Dataset entries:
————————
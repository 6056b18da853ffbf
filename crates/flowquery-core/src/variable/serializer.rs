//! Serializers that project raw values into [`NormalizedValue`] slots.

use crate::error::{QueryError, QueryResult};
use crate::operator::non_queryable;
use flowquery_proto::{NormalizedValue, ValueKind, VariableValue};

/// Writes one value kind into a normalized projection.
pub trait ValueSerializer: Send + Sync {
    /// Type tag recorded on the projection.
    fn type_name(&self) -> &'static str;

    /// Whether values of this serializer can be queried.
    fn is_primitive(&self) -> bool {
        true
    }

    /// Whether this serializer handles the given kind.
    fn handles(&self, kind: ValueKind) -> bool;

    /// Write `value` into the matching slot of `target`.
    fn write_into(&self, value: &VariableValue, target: &mut NormalizedValue) -> QueryResult<()>;
}

/// Looks up the serializer responsible for a value.
pub trait SerializerRegistry: Send + Sync {
    fn find_serializer_for_value(&self, value: &VariableValue) -> QueryResult<&dyn ValueSerializer>;
}

/// Serializer for one primitive kind.
#[derive(Debug, Clone, Copy)]
pub struct PrimitiveSerializer {
    kind: ValueKind,
}

impl PrimitiveSerializer {
    pub fn new(kind: ValueKind) -> Self {
        Self { kind }
    }
}

impl ValueSerializer for PrimitiveSerializer {
    fn type_name(&self) -> &'static str {
        self.kind.as_str()
    }

    fn handles(&self, kind: ValueKind) -> bool {
        kind == self.kind
    }

    fn write_into(&self, value: &VariableValue, target: &mut NormalizedValue) -> QueryResult<()> {
        match value {
            VariableValue::Null => {}
            VariableValue::Boolean(b) => target.long = Some(i64::from(*b)),
            VariableValue::String(s) => target.text = Some(s.clone()),
            VariableValue::Short(_)
            | VariableValue::Integer(_)
            | VariableValue::Long(_)
            | VariableValue::Date(_) => target.long = value.as_i64(),
            VariableValue::Double(d) => target.double = Some(*d),
            VariableValue::Bytes(_) | VariableValue::File { .. } | VariableValue::Object { .. } => {
                return Err(non_queryable(value.kind()))
            }
        }
        Ok(())
    }
}

/// Serializer for kinds that are stored but never compared.
#[derive(Debug, Clone, Copy)]
pub struct OpaqueSerializer {
    kind: ValueKind,
}

impl ValueSerializer for OpaqueSerializer {
    fn type_name(&self) -> &'static str {
        self.kind.as_str()
    }

    fn is_primitive(&self) -> bool {
        false
    }

    fn handles(&self, kind: ValueKind) -> bool {
        kind == self.kind
    }

    fn write_into(&self, value: &VariableValue, _target: &mut NormalizedValue) -> QueryResult<()> {
        Err(non_queryable(value.kind()))
    }
}

/// The built-in serializer set covering every [`ValueKind`].
pub struct DefaultSerializers {
    serializers: Vec<Box<dyn ValueSerializer>>,
}

impl DefaultSerializers {
    pub fn new() -> Self {
        let primitives = [
            ValueKind::Null,
            ValueKind::Boolean,
            ValueKind::String,
            ValueKind::Short,
            ValueKind::Integer,
            ValueKind::Long,
            ValueKind::Double,
            ValueKind::Date,
        ];
        let mut serializers: Vec<Box<dyn ValueSerializer>> = primitives
            .into_iter()
            .map(|kind| Box::new(PrimitiveSerializer::new(kind)) as Box<dyn ValueSerializer>)
            .collect();
        for kind in [ValueKind::Bytes, ValueKind::File, ValueKind::Object] {
            serializers.push(Box::new(OpaqueSerializer { kind }));
        }
        Self { serializers }
    }

    /// Register an additional serializer. Later registrations take precedence.
    pub fn register(&mut self, serializer: Box<dyn ValueSerializer>) {
        self.serializers.insert(0, serializer);
    }
}

impl Default for DefaultSerializers {
    fn default() -> Self {
        Self::new()
    }
}

impl SerializerRegistry for DefaultSerializers {
    fn find_serializer_for_value(&self, value: &VariableValue) -> QueryResult<&dyn ValueSerializer> {
        let kind = value.kind();
        self.serializers
            .iter()
            .find(|s| s.handles(kind))
            .map(|s| s.as_ref())
            .ok_or(QueryError::UnknownSerializer(kind))
    }
}
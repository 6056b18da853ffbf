//! Query extension: merging a saved query with caller refinements.

use crate::error::QueryResult;
use crate::query::composer::Query;
use crate::query::entity::EntityKind;
use crate::query::field::{FieldValue, MergeRule};
use tracing::{debug, instrument};

impl<E: EntityKind> Query<E> {
    /// Merge `extension` on top of this query into a new query.
    ///
    /// Each root field is combined by the merge rule of its descriptor:
    /// scalars and collections take the extension's value when it has one,
    /// flags are set if either side sets them. Merged fields go through the
    /// validating setter in table order, so a combination that could not be
    /// built by hand fails here too.
    ///
    /// Variable conditions: the extension's, then every base condition whose
    /// (name, scope) the extension does not declare. Ordering: the base's
    /// then the extension's, not deduplicated. `or()` groups: the base's then
    /// the extension's. Neither input is modified.
    #[instrument(skip_all, fields(entity = E::NAME))]
    pub fn extend(&self, extension: &Query<E>) -> QueryResult<Query<E>> {
        let mut merged = Query::new();
        merged.variable_names_ignore_case =
            self.variable_names_ignore_case || extension.variable_names_ignore_case;
        merged.variable_values_ignore_case =
            self.variable_values_ignore_case || extension.variable_values_ignore_case;

        for descriptor in E::descriptors() {
            let base = self.root.get(descriptor.field);
            let ext = extension.root.get(descriptor.field);
            let chosen = match descriptor.merge {
                MergeRule::Override | MergeRule::Replace => ext.or(base).cloned(),
                MergeRule::Union => (base.is_some() || ext.is_some()).then_some(FieldValue::Flag),
            };
            if let Some(value) = chosen {
                merged.set(descriptor.field, value)?;
            }
        }

        let ext_vars = extension.root.variables();
        for condition in ext_vars {
            merged.root.push_variable(condition.clone());
        }
        for condition in self.root.variables() {
            if !ext_vars.iter().any(|c| c.same_identity(condition)) {
                merged.root.push_variable(condition.clone());
            }
        }

        for property in self.root.ordering().iter().chain(extension.root.ordering()) {
            merged.root.push_ordering(property.clone());
        }

        for disjunct in self.disjuncts.iter().chain(&extension.disjuncts) {
            merged.disjuncts.push(disjunct.as_disjunct());
        }

        merged.apply_case_flags();
        debug!(
            fields = merged.root.fields().count(),
            variables = merged.root.variables().len(),
            disjuncts = merged.disjuncts.len(),
            "extended query"
        );
        Ok(merged)
    }
}
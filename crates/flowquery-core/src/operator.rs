//! Operator legality per value kind.

use crate::error::{QueryError, QueryResult};
use flowquery_proto::{QueryOperator, ValueKind, VariableValue};

/// Whether `operator` may compare a value of this kind.
///
/// Null and boolean values only support equality. Every other primitive
/// kind supports all operators. Non-primitive kinds support none.
pub fn is_legal(operator: QueryOperator, kind: ValueKind) -> bool {
    match kind {
        ValueKind::Null | ValueKind::Boolean => operator.is_equality(),
        other => other.is_primitive(),
    }
}

/// Reject an illegal (operator, value) pair before it is stored.
pub fn check_condition(operator: QueryOperator, value: &VariableValue) -> QueryResult<()> {
    let kind = value.kind();
    if !kind.is_primitive() {
        return Err(non_queryable(kind));
    }
    if !is_legal(operator, kind) {
        return Err(QueryError::usage(format!(
            "Booleans and null cannot be used in '{}' condition",
            operator.description()
        )));
    }
    Ok(())
}

/// The distinct error for binary, file and object values.
pub(crate) fn non_queryable(kind: ValueKind) -> QueryError {
    let reason = match kind {
        ValueKind::Bytes => "Variables of type ByteArray cannot be used to query",
        ValueKind::File => "Variables of type File cannot be used to query",
        _ => "Object values cannot be used to query",
    };
    QueryError::NonQueryableValue {
        kind,
        reason: reason.to_string(),
    }
}

#[cfg(test)]
mod tests {
    use super::*;

    #[test]
    fn test_null_and_boolean_only_equality() {
        for op in QueryOperator::ALL {
            for value in [VariableValue::Null, VariableValue::Boolean(true), VariableValue::Boolean(false)] {
                let result = check_condition(op, &value);
                if op.is_equality() {
                    assert!(result.is_ok(), "{:?} {:?}", op, value);
                } else {
                    let err = result.unwrap_err();
                    assert!(matches!(err, QueryError::Usage(_)), "{:?}", err);
                }
            }
        }
    }

    #[test]
    fn test_message_names_operator() {
        let err = check_condition(QueryOperator::GreaterThan, &VariableValue::Null).unwrap_err();
        assert_eq!(
            err.to_string(),
            "invalid query usage: Booleans and null cannot be used in 'greater than' condition"
        );
    }

    #[test]
    fn test_primitives_accept_all_operators() {
        for op in QueryOperator::ALL {
            assert!(is_legal(op, ValueKind::String));
            assert!(is_legal(op, ValueKind::Double));
            assert!(is_legal(op, ValueKind::Date));
        }
    }

    #[test]
    fn test_non_primitive_rejected_with_distinct_error() {
        for op in QueryOperator::ALL {
            let err = check_condition(op, &VariableValue::Bytes(vec![0])).unwrap_err();
            assert!(matches!(err, QueryError::NonQueryableValue { kind: ValueKind::Bytes, .. }));
        }
        let err = check_condition(
            QueryOperator::Equals,
            &VariableValue::Object {
                type_name: "java.util.Map".into(),
                serialized: "{}".into(),
            },
        )
        .unwrap_err();
        assert!(err.to_string().contains("Object values cannot be used to query"));
    }
}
————————
REQUIRED ACTION
Could you write out exactly the lines above, starting at the first one and ending with the line that has "for a value."?

ANSWER TO THE PROBLEM
repository 6056b18da853ffbf
filename crates/flowquery-core/src/variable/serializer.rs
//! Serializers that project raw values into [`NormalizedValue`] slots.

use crate::error::{QueryError, QueryResult};
use crate::operator::non_queryable;
use flowquery_proto::{NormalizedValue, ValueKind, VariableValue};

/// Writes one value kind into a normalized projection.
pub trait ValueSerializer: Send + Sync {
    /// Type tag recorded on the projection.
    fn type_name(&self) -> &'static str;

    /// Whether values of this serializer can be queried.
    fn is_primitive(&self) -> bool {
        true
    }

    /// Whether this serializer handles the given kind.
    fn handles(&self, kind: ValueKind) -> bool;

    /// Write `value` into the matching slot of `target`.
    fn write_into(&self, value: &VariableValue, target: &mut NormalizedValue) -> QueryResult<()>;
}

/// Looks up the serializer responsible for a value.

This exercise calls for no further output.